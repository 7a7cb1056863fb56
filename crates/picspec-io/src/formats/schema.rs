//! Byte-layout tables for every binary block the decoders read.
//!
//! Each fixed-size block is described once, as a [`Schema`] listing
//! `name → offset → kind → count`. Decoders and encoders only ever address
//! bytes through these tables, so an offset error shows up as a failed
//! [`Schema::validate`] instead of a silently shifted field.
//!
//! All multi-byte values use the platform's native byte order, matching the
//! writer (the simulation dumps raw memory).

use byteorder::{ByteOrder, NativeEndian};
use thiserror::Error;

/// Primitive element type of a schema field.
#[derive(Debug, Clone, Copy, PartialEq, Eq)]
pub enum FieldKind {
    I8,
    I16,
    I32,
    F32,
    F64,
}

impl FieldKind {
    /// Width of a single element in bytes.
    pub const fn width(self) -> usize {
        match self {
            FieldKind::I8 => 1,
            FieldKind::I16 => 2,
            FieldKind::I32 | FieldKind::F32 => 4,
            FieldKind::F64 => 8,
        }
    }
}

/// One named field inside a fixed block.
#[derive(Debug, Clone, Copy, PartialEq, Eq)]
pub struct FieldSpec {
    pub name: &'static str,
    /// Byte offset relative to the start of the block.
    pub offset: usize,
    pub kind: FieldKind,
    /// Number of consecutive elements.
    pub count: usize,
}

impl FieldSpec {
    const fn new(name: &'static str, offset: usize, kind: FieldKind, count: usize) -> Self {
        Self {
            name,
            offset,
            kind,
            count,
        }
    }

    /// Total byte length of the field.
    pub const fn len(&self) -> usize {
        self.kind.width() * self.count
    }

    /// Offset one past the last byte of the field.
    pub const fn end(&self) -> usize {
        self.offset + self.len()
    }
}

/// Inconsistencies detected in a layout table.
#[derive(Debug, Error, PartialEq, Eq)]
pub enum SchemaError {
    #[error("{schema}: field '{field}' starts at {offset}, expected {expected}")]
    Gap {
        schema: &'static str,
        field: &'static str,
        offset: usize,
        expected: usize,
    },

    #[error("{schema}: fields cover {covered} bytes but block size is {size}")]
    SizeMismatch {
        schema: &'static str,
        covered: usize,
        size: usize,
    },

    #[error("{schema}: duplicate field '{field}'")]
    DuplicateField {
        schema: &'static str,
        field: &'static str,
    },
}

/// A fixed-size binary block.
#[derive(Debug, Clone, Copy)]
pub struct Schema {
    pub name: &'static str,
    pub size: usize,
    pub fields: &'static [FieldSpec],
}

impl Schema {
    /// Check that fields are contiguous from byte 0, uniquely named, and
    /// exactly cover `size` bytes.
    pub fn validate(&self) -> Result<(), SchemaError> {
        let mut expected = 0;
        for (i, field) in self.fields.iter().enumerate() {
            if self.fields[..i].iter().any(|f| f.name == field.name) {
                return Err(SchemaError::DuplicateField {
                    schema: self.name,
                    field: field.name,
                });
            }
            if field.offset != expected {
                return Err(SchemaError::Gap {
                    schema: self.name,
                    field: field.name,
                    offset: field.offset,
                    expected,
                });
            }
            expected = field.end();
        }
        if expected != self.size {
            return Err(SchemaError::SizeMismatch {
                schema: self.name,
                covered: expected,
                size: self.size,
            });
        }
        Ok(())
    }

    /// Look up a field by name.
    pub fn field(&self, name: &str) -> Option<&FieldSpec> {
        self.fields.iter().find(|f| f.name == name)
    }

    /// Byte range of element `index` of field `name`, checked against `kind`.
    ///
    /// # Panics
    /// Panics if the field does not exist, has a different kind, or `index`
    /// is out of range. These are programming errors in the static tables.
    fn element(&self, name: &str, kind: FieldKind, index: usize) -> std::ops::Range<usize> {
        let field = match self.field(name) {
            Some(f) => f,
            None => panic!("{}: no field named '{}'", self.name, name),
        };
        assert_eq!(field.kind, kind, "{}: field '{}' has kind {:?}", self.name, name, field.kind);
        assert!(index < field.count, "{}: index {} out of range for '{}'", self.name, index, name);
        let start = field.offset + index * kind.width();
        start..start + kind.width()
    }

    /// View `bytes` (exactly `size` long) through this schema.
    pub fn record<'a>(&'a self, bytes: &'a [u8]) -> Record<'a> {
        assert_eq!(bytes.len(), self.size, "{}: record must be {} bytes", self.name, self.size);
        Record { schema: self, bytes }
    }

    /// Start a zero-filled buffer for encoding a block.
    pub fn builder(&self) -> RecordBuilder<'_> {
        RecordBuilder {
            schema: self,
            bytes: vec![0; self.size],
        }
    }
}

/// Read-only typed view over one block.
#[derive(Debug, Clone, Copy)]
pub struct Record<'a> {
    schema: &'a Schema,
    bytes: &'a [u8],
}

impl Record<'_> {
    pub fn i8_at(&self, name: &str, index: usize) -> i8 {
        self.bytes[self.schema.element(name, FieldKind::I8, index).start] as i8
    }

    pub fn i16(&self, name: &str) -> i16 {
        NativeEndian::read_i16(&self.bytes[self.schema.element(name, FieldKind::I16, 0)])
    }

    pub fn i32(&self, name: &str) -> i32 {
        NativeEndian::read_i32(&self.bytes[self.schema.element(name, FieldKind::I32, 0)])
    }

    pub fn f32_at(&self, name: &str, index: usize) -> f32 {
        NativeEndian::read_f32(&self.bytes[self.schema.element(name, FieldKind::F32, index)])
    }

    pub fn f32(&self, name: &str) -> f32 {
        self.f32_at(name, 0)
    }

    pub fn f64(&self, name: &str) -> f64 {
        NativeEndian::read_f64(&self.bytes[self.schema.element(name, FieldKind::F64, 0)])
    }
}

/// Write-side counterpart of [`Record`].
#[derive(Debug, Clone)]
pub struct RecordBuilder<'s> {
    schema: &'s Schema,
    bytes: Vec<u8>,
}

impl RecordBuilder<'_> {
    pub fn set_i8_at(&mut self, name: &str, index: usize, value: i8) -> &mut Self {
        let range = self.schema.element(name, FieldKind::I8, index);
        self.bytes[range.start] = value as u8;
        self
    }

    pub fn set_i16(&mut self, name: &str, value: i16) -> &mut Self {
        let range = self.schema.element(name, FieldKind::I16, 0);
        NativeEndian::write_i16(&mut self.bytes[range], value);
        self
    }

    pub fn set_i32(&mut self, name: &str, value: i32) -> &mut Self {
        let range = self.schema.element(name, FieldKind::I32, 0);
        NativeEndian::write_i32(&mut self.bytes[range], value);
        self
    }

    pub fn set_f32_at(&mut self, name: &str, index: usize, value: f32) -> &mut Self {
        let range = self.schema.element(name, FieldKind::F32, index);
        NativeEndian::write_f32(&mut self.bytes[range], value);
        self
    }

    pub fn set_f32(&mut self, name: &str, value: f32) -> &mut Self {
        self.set_f32_at(name, 0, value)
    }

    pub fn set_f64(&mut self, name: &str, value: f64) -> &mut Self {
        let range = self.schema.element(name, FieldKind::F64, 0);
        NativeEndian::write_f64(&mut self.bytes[range], value);
        self
    }

    pub fn finish(&self) -> Vec<u8> {
        self.bytes.clone()
    }
}

use FieldKind::{F32, F64, I16, I32, I8};

pub const BOILERPLATE_SIZE: usize = 23;
pub const PARTICLE_V0_SIZE: usize = 80;
pub const PARTICLE_ARRAY_SIZE: usize = 12;
pub const PARTICLE_RECORD_SIZE: usize = 32;
pub const VDIST_HEADER_SIZE: usize = 36;

/// File boilerplate: size markers and endianness/float sentinels.
pub static BOILERPLATE: Schema = Schema {
    name: "boilerplate",
    size: BOILERPLATE_SIZE,
    fields: &[
        FieldSpec::new("size_markers", 0, I8, 5),
        FieldSpec::new("cafe", 5, I16, 1),
        FieldSpec::new("deadbeef", 7, I32, 1),
        FieldSpec::new("float_one", 11, F32, 1),
        FieldSpec::new("double_one", 15, F64, 1),
    ],
};

/// Version-0 dump header: step, grid and species metadata.
pub static PARTICLE_V0: Schema = Schema {
    name: "v0 header",
    size: PARTICLE_V0_SIZE,
    fields: &[
        FieldSpec::new("version", 0, I32, 1),
        FieldSpec::new("type", 4, I32, 1),
        FieldSpec::new("nt", 8, I32, 1),
        FieldSpec::new("nx", 12, I32, 1),
        FieldSpec::new("ny", 16, I32, 1),
        FieldSpec::new("nz", 20, I32, 1),
        FieldSpec::new("dt", 24, F32, 1),
        FieldSpec::new("dx", 28, F32, 1),
        FieldSpec::new("dy", 32, F32, 1),
        FieldSpec::new("dz", 36, F32, 1),
        FieldSpec::new("x0", 40, F32, 1),
        FieldSpec::new("y0", 44, F32, 1),
        FieldSpec::new("z0", 48, F32, 1),
        FieldSpec::new("cvac", 52, F32, 1),
        FieldSpec::new("eps0", 56, F32, 1),
        FieldSpec::new("damp", 60, F32, 1),
        FieldSpec::new("rank", 64, I32, 1),
        FieldSpec::new("ndom", 68, I32, 1),
        FieldSpec::new("spid", 72, I32, 1),
        FieldSpec::new("spqm", 76, F32, 1),
    ],
};

/// Array sub-header that precedes the particle records.
pub static PARTICLE_ARRAY: Schema = Schema {
    name: "particle array header",
    size: PARTICLE_ARRAY_SIZE,
    fields: &[
        FieldSpec::new("size", 0, I32, 1),
        FieldSpec::new("ndim", 4, I32, 1),
        FieldSpec::new("dim", 8, I32, 1),
    ],
};

/// One particle.
pub static PARTICLE_RECORD: Schema = Schema {
    name: "particle record",
    size: PARTICLE_RECORD_SIZE,
    fields: &[
        FieldSpec::new("dxyz", 0, F32, 3),
        FieldSpec::new("icell", 12, I32, 1),
        FieldSpec::new("u", 16, F32, 3),
        FieldSpec::new("q", 28, F32, 1),
    ],
};

/// Header shared by both velocity-distribution files.
pub static VDIST_HEADER: Schema = Schema {
    name: "vdist header",
    size: VDIST_HEADER_SIZE,
    fields: &[
        FieldSpec::new("center", 0, F32, 3),
        FieldSpec::new("sizes", 12, F32, 3),
        FieldSpec::new("vmin", 24, F32, 1),
        FieldSpec::new("vmax", 28, F32, 1),
        FieldSpec::new("nbins", 32, I32, 1),
    ],
};

/// Absolute offset of the v0 header in a particle file.
pub const PARTICLE_V0_OFFSET: u64 = BOILERPLATE_SIZE as u64;
/// Absolute offset of the array sub-header in a particle file.
pub const PARTICLE_ARRAY_OFFSET: u64 = PARTICLE_V0_OFFSET + PARTICLE_V0_SIZE as u64;
/// Absolute offset of the first particle record.
pub const PARTICLE_RECORDS_OFFSET: u64 = PARTICLE_ARRAY_OFFSET + PARTICLE_ARRAY_SIZE as u64;

/// Every static table, for consistency checks.
pub fn all_schemas() -> [&'static Schema; 5] {
    [&BOILERPLATE, &PARTICLE_V0, &PARTICLE_ARRAY, &PARTICLE_RECORD, &VDIST_HEADER]
}

/// A run of `f64` values inside a velocity-distribution file.
#[derive(Debug, Clone, Copy, PartialEq, Eq)]
pub struct ArraySection {
    pub name: &'static str,
    /// Absolute byte offset in the file.
    pub offset: u64,
    /// Row-major shape; 1D sections use `(1, len)`.
    pub shape: (usize, usize),
}

impl ArraySection {
    /// Section at `offset`, or `None` when its extent does not fit in `u64`.
    pub fn checked(name: &'static str, offset: u64, shape: (usize, usize)) -> Option<Self> {
        let byte_len = shape
            .0
            .checked_mul(shape.1)?
            .checked_mul(F64.width())
            .and_then(|b| u64::try_from(b).ok())?;
        offset.checked_add(byte_len)?;
        Some(Self {
            name,
            offset,
            shape,
        })
    }

    pub fn len(&self) -> usize {
        self.shape.0 * self.shape.1
    }

    pub fn byte_len(&self) -> u64 {
        (self.len() * F64.width()) as u64
    }

    pub fn end(&self) -> u64 {
        self.offset + self.byte_len()
    }
}

/// Variable layout of a velocity-distribution file pair, derived from `nbins`.
#[derive(Debug, Clone, PartialEq, Eq)]
pub struct VdistLayout {
    pub nbins: usize,
    /// Sections of the 2D file, in file order.
    pub grid: Vec<ArraySection>,
    /// Sections of the 1D file that are decoded, in file order.
    pub profile: Vec<ArraySection>,
}

impl VdistLayout {
    /// Layout for `nbins` bins, or `None` when the file sizes it implies
    /// overflow.
    pub fn for_bins(nbins: usize) -> Option<Self> {
        let n = nbins;
        let n2 = n.checked_mul(2)?;
        let mut grid = Vec::with_capacity(6);
        let mut offset = VDIST_HEADER_SIZE as u64;
        for (name, shape) in [
            ("vbins_short", (1, n)),
            ("vbins_long", (1, n2)),
            ("para_perp", (n, n2)),
            ("xy", (n2, n2)),
            ("xz", (n2, n2)),
            ("yz", (n2, n2)),
        ] {
            let section = ArraySection::checked(name, offset, shape)?;
            offset = section.end();
            grid.push(section);
        }

        // The 1D file repeats the header and both velocity-bin arrays.
        let mut profile = Vec::with_capacity(2);
        let mut offset = ArraySection::checked("bins", VDIST_HEADER_SIZE as u64, (3, n))?.end();
        for (name, shape) in [("para", (1, n2)), ("perp", (1, n))] {
            let section = ArraySection::checked(name, offset, shape)?;
            offset = section.end();
            profile.push(section);
        }

        Some(Self {
            nbins,
            grid,
            profile,
        })
    }

    /// Minimum byte length of the 2D file.
    pub fn grid_len(&self) -> u64 {
        self.grid.last().map_or(VDIST_HEADER_SIZE as u64, |s| s.end())
    }

    /// Minimum byte length of the 1D file.
    pub fn profile_len(&self) -> u64 {
        self.profile.last().map_or(VDIST_HEADER_SIZE as u64, |s| s.end())
    }

    pub fn grid_section(&self, name: &str) -> Option<&ArraySection> {
        self.grid.iter().find(|s| s.name == name)
    }

    pub fn profile_section(&self, name: &str) -> Option<&ArraySection> {
        self.profile.iter().find(|s| s.name == name)
    }
}
//! Compute backend trait and device abstraction.
//!
//! The [`ComputeBackend`] trait abstracts over the execution strategy for
//! multi-file reductions so that the binning code in `picspec-core` stays
//! independent of how (and on how many threads) the per-file work runs.

use std::error::Error as StdError;
use std::fmt;
use std::str::FromStr;

use ndarray::Array3;
use thiserror::Error;

/// Error type returned by an individual reduction task.
pub type TaskError = Box<dyn StdError + Send + Sync + 'static>;

/// A reduction task: produces the partial result for task index `i`.
pub type ReduceTask<'a> = dyn Fn(usize) -> Result<Array3<f64>, TaskError> + Send + Sync + 'a;

/// Errors originating from compute backends.
#[derive(Debug, Error)]
pub enum ComputeError {
    #[error("Backend not available: {0}")]
    Unavailable(String),

    #[error("Task {task} returned shape {actual:?}, expected {expected:?}")]
    ShapeMismatch {
        task: usize,
        expected: (usize, usize, usize),
        actual: (usize, usize, usize),
    },

    #[error("Task {task} failed: {source}")]
    TaskFailed {
        task: usize,
        #[source]
        source: TaskError,
    },
}

/// Describes the capabilities of a compute backend.
#[derive(Debug, Clone)]
pub struct DeviceInfo {
    pub name: String,
    pub backend_type: BackendType,
    pub compute_units: Option<usize>,
}

/// The type of compute backend.
#[derive(Debug, Clone, Copy, PartialEq, Eq, Default)]
pub enum BackendType {
    Serial,
    #[default]
    Cpu,
}

impl fmt::Display for BackendType {
    fn fmt(&self, f: &mut fmt::Formatter<'_>) -> fmt::Result {
        match self {
            BackendType::Serial => write!(f, "serial"),
            BackendType::Cpu => write!(f, "cpu"),
        }
    }
}

impl FromStr for BackendType {
    type Err = ComputeError;

    fn from_str(s: &str) -> Result<Self, Self::Err> {
        match s.to_ascii_lowercase().as_str() {
            "serial" => Ok(BackendType::Serial),
            "cpu" | "rayon" => Ok(BackendType::Cpu),
            other => Err(ComputeError::Unavailable(format!(
                "Unknown backend '{}'. Use 'serial' or 'cpu'.",
                other
            ))),
        }
    }
}

/// Abstraction over execution backends.
///
/// Implementations evaluate every task and combine the partial arrays with an
/// element-wise sum. Either all tasks succeed and the full sum is returned,
/// or the first observed failure is returned and no partial sum escapes.
pub trait ComputeBackend: Send + Sync {
    /// Return information about the device.
    fn device_info(&self) -> DeviceInfo;

    /// Evaluate `task(i)` for `i` in `0..n_tasks` and sum the results.
    ///
    /// Every partial result must have exactly `shape`; `n_tasks == 0` yields
    /// zeros.
    fn parallel_sum(
        &self,
        shape: (usize, usize, usize),
        n_tasks: usize,
        task: &ReduceTask<'_>,
    ) -> Result<Array3<f64>, ComputeError>;
}

/// Run one task and check its shape.
pub(crate) fn run_task(
    shape: (usize, usize, usize),
    index: usize,
    task: &ReduceTask<'_>,
) -> Result<Array3<f64>, ComputeError> {
    let partial = task(index).map_err(|source| ComputeError::TaskFailed {
        task: index,
        source,
    })?;
    if partial.dim() != shape {
        return Err(ComputeError::ShapeMismatch {
            task: index,
            expected: shape,
            actual: partial.dim(),
        });
    }
    Ok(partial)
}

/// CPU backend that runs tasks one after another in index order.
#[derive(Debug, Clone, Copy, Default)]
pub struct SerialBackend;

impl ComputeBackend for SerialBackend {
    fn device_info(&self) -> DeviceInfo {
        DeviceInfo {
            name: "CPU (serial)".into(),
            backend_type: BackendType::Serial,
            compute_units: Some(1),
        }
    }

    fn parallel_sum(
        &self,
        shape: (usize, usize, usize),
        n_tasks: usize,
        task: &ReduceTask<'_>,
    ) -> Result<Array3<f64>, ComputeError> {
        let mut total = Array3::zeros(shape);
        for i in 0..n_tasks {
            let partial = run_task(shape, i, task)?;
            total += &partial;
        }
        Ok(total)
    }
}

#[cfg(test)]
mod tests {
    use super::*;

    #[derive(Debug)]
    struct Boom;

    impl fmt::Display for Boom {
        fn fmt(&self, f: &mut fmt::Formatter<'_>) -> fmt::Result {
            write!(f, "boom")
        }
    }

    impl StdError for Boom {}

    #[test]
    fn test_serial_sum() {
        let total = SerialBackend
            .parallel_sum((1, 2, 2), 4, &|i| Ok(Array3::from_elem((1, 2, 2), i as f64)))
            .unwrap();
        assert!(total.iter().all(|&v| v == 6.0));
    }

    #[test]
    fn test_serial_empty_is_zero() {
        let total = SerialBackend
            .parallel_sum((2, 3, 3), 0, &|_| unreachable!())
            .unwrap();
        assert_eq!(total.dim(), (2, 3, 3));
        assert!(total.iter().all(|&v| v == 0.0));
    }

    #[test]
    fn test_serial_failure_carries_source() {
        let err = SerialBackend
            .parallel_sum((1, 1, 1), 3, &|i| {
                if i == 1 {
                    Err(Box::new(Boom) as TaskError)
                } else {
                    Ok(Array3::zeros((1, 1, 1)))
                }
            })
            .unwrap_err();
        match err {
            ComputeError::TaskFailed { task, source } => {
                assert_eq!(task, 1);
                assert!(source.downcast_ref::<Boom>().is_some());
            }
            other => panic!("unexpected {:?}", other),
        }
    }

    #[test]
    fn test_shape_mismatch() {
        let err = SerialBackend
            .parallel_sum((1, 2, 2), 1, &|_| Ok(Array3::zeros((1, 3, 3))))
            .unwrap_err();
        assert!(matches!(err, ComputeError::ShapeMismatch { task: 0, .. }));
    }

    #[test]
    fn test_backend_type_parse() {
        assert_eq!("serial".parse::<BackendType>().unwrap(), BackendType::Serial);
        assert_eq!("CPU".parse::<BackendType>().unwrap(), BackendType::Cpu);
        assert!("gpu".parse::<BackendType>().is_err());
    }
}
//! Small numerical kernels used by the spectrum fits.
//!
//! - [`levenberg_marquardt`] — damped Gauss–Newton for two-parameter models.
//! - [`linear`] — ordinary least-squares straight line.
//! - [`moving_average`], [`argmax`], [`argmin`] — array helpers with
//!   NumPy-compatible tie breaking (lowest index wins).

pub mod levenberg_marquardt;
pub mod linear;

pub use levenberg_marquardt::{fit_two_parameter, LmError, LmOptions, LmSolution};
pub use linear::{fit_line, LineFit};

/// Length-`width` moving average, same-size output with zero padding.
///
/// Matches `np.convolve(data, ones(width) / width, 'same')`: the window for
/// output `i` covers `data[i + (width - 1) / 2 + 1 - width ..= i + (width - 1) / 2]`.
pub fn moving_average(data: &[f64], width: usize) -> Vec<f64> {
    if width <= 1 {
        return data.to_vec();
    }
    let n = data.len() as isize;
    let ahead = ((width - 1) / 2) as isize;
    let behind = width as isize - 1 - ahead;
    (0..n)
        .map(|i| {
            let lo = (i - behind).max(0);
            let hi = (i + ahead).min(n - 1);
            let sum: f64 = (lo..=hi).map(|j| data[j as usize]).sum();
            sum / width as f64
        })
        .collect()
}

/// Index of the first maximum, ignoring NaN. `None` for empty or all-NaN input.
pub fn argmax(data: &[f64]) -> Option<usize> {
    extremum(data, |candidate, best| candidate > best)
}

/// Index of the first minimum, ignoring NaN.
pub fn argmin(data: &[f64]) -> Option<usize> {
    extremum(data, |candidate, best| candidate < best)
}

fn extremum(data: &[f64], better: impl Fn(f64, f64) -> bool) -> Option<usize> {
    let mut best: Option<(usize, f64)> = None;
    for (i, &v) in data.iter().enumerate() {
        if v.is_nan() {
            continue;
        }
        match best {
            Some((_, b)) if !better(v, b) => {}
            _ => best = Some((i, v)),
        }
    }
    best.map(|(i, _)| i)
}

#[cfg(test)]
mod tests {
    use super::*;
    use approx::assert_relative_eq;

    #[test]
    fn test_moving_average_same() {
        let out = moving_average(&[3.0, 6.0, 9.0, 12.0], 3);
        assert_relative_eq!(out[0], 3.0);
        assert_relative_eq!(out[1], 6.0);
        assert_relative_eq!(out[2], 9.0);
        assert_relative_eq!(out[3], 7.0);
        assert_eq!(moving_average(&[1.0, 2.0], 1), vec![1.0, 2.0]);
    }

    #[test]
    fn test_moving_average_even_width() {
        // np.convolve([1, 2, 3, 4], [0.5, 0.5], 'same') == [0.5, 1.5, 2.5, 3.5]
        let out = moving_average(&[1.0, 2.0, 3.0, 4.0], 2);
        assert_eq!(out, vec![0.5, 1.5, 2.5, 3.5]);
    }

    #[test]
    fn test_arg_ties_and_nan() {
        assert_eq!(argmax(&[1.0, 3.0, 3.0, 2.0]), Some(1));
        assert_eq!(argmin(&[2.0, 1.0, 1.0]), Some(1));
        assert_eq!(argmax(&[f64::NAN, 1.0, f64::NAN]), Some(1));
        assert_eq!(argmin(&[f64::NAN, f64::NAN]), None);
        assert_eq!(argmax(&[]), None);
    }
}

■ **YOUR TASK**:
Word for word, quote the lines of the material from the first line through the line with "const fn new(name: &'static", both ends included.

■ **TASK SOLUTION**:
repository 7a7cb1056863fb56
filename crates/picspec-io/src/formats/schema.rs
//! Byte-layout tables for every binary block the decoders read.
//!
//! Each fixed-size block is described once, as a [`Schema`] listing
//! `name → offset → kind → count`. Decoders and encoders only ever address
//! bytes through these tables, so an offset error shows up as a failed
//! [`Schema::validate`] instead of a silently shifted field.
//!
//! All multi-byte values use the platform's native byte order, matching the
//! writer (the simulation dumps raw memory).

use byteorder::{ByteOrder, NativeEndian};
use thiserror::Error;

/// Primitive element type of a schema field.
#[derive(Debug, Clone, Copy, PartialEq, Eq)]
pub enum FieldKind {
    I8,
    I16,
    I32,
    F32,
    F64,
}

impl FieldKind {
    /// Width of a single element in bytes.
    pub const fn width(self) -> usize {
        match self {
            FieldKind::I8 => 1,
            FieldKind::I16 => 2,
            FieldKind::I32 | FieldKind::F32 => 4,
            FieldKind::F64 => 8,
        }
    }
}

/// One named field inside a fixed block.
#[derive(Debug, Clone, Copy, PartialEq, Eq)]
pub struct FieldSpec {
    pub name: &'static str,
    /// Byte offset relative to the start of the block.
    pub offset: usize,
    pub kind: FieldKind,
    /// Number of consecutive elements.
    pub count: usize,
}

impl FieldSpec {
    const fn new(name: &'static str, offset: usize, kind: FieldKind, count: usize) -> Self {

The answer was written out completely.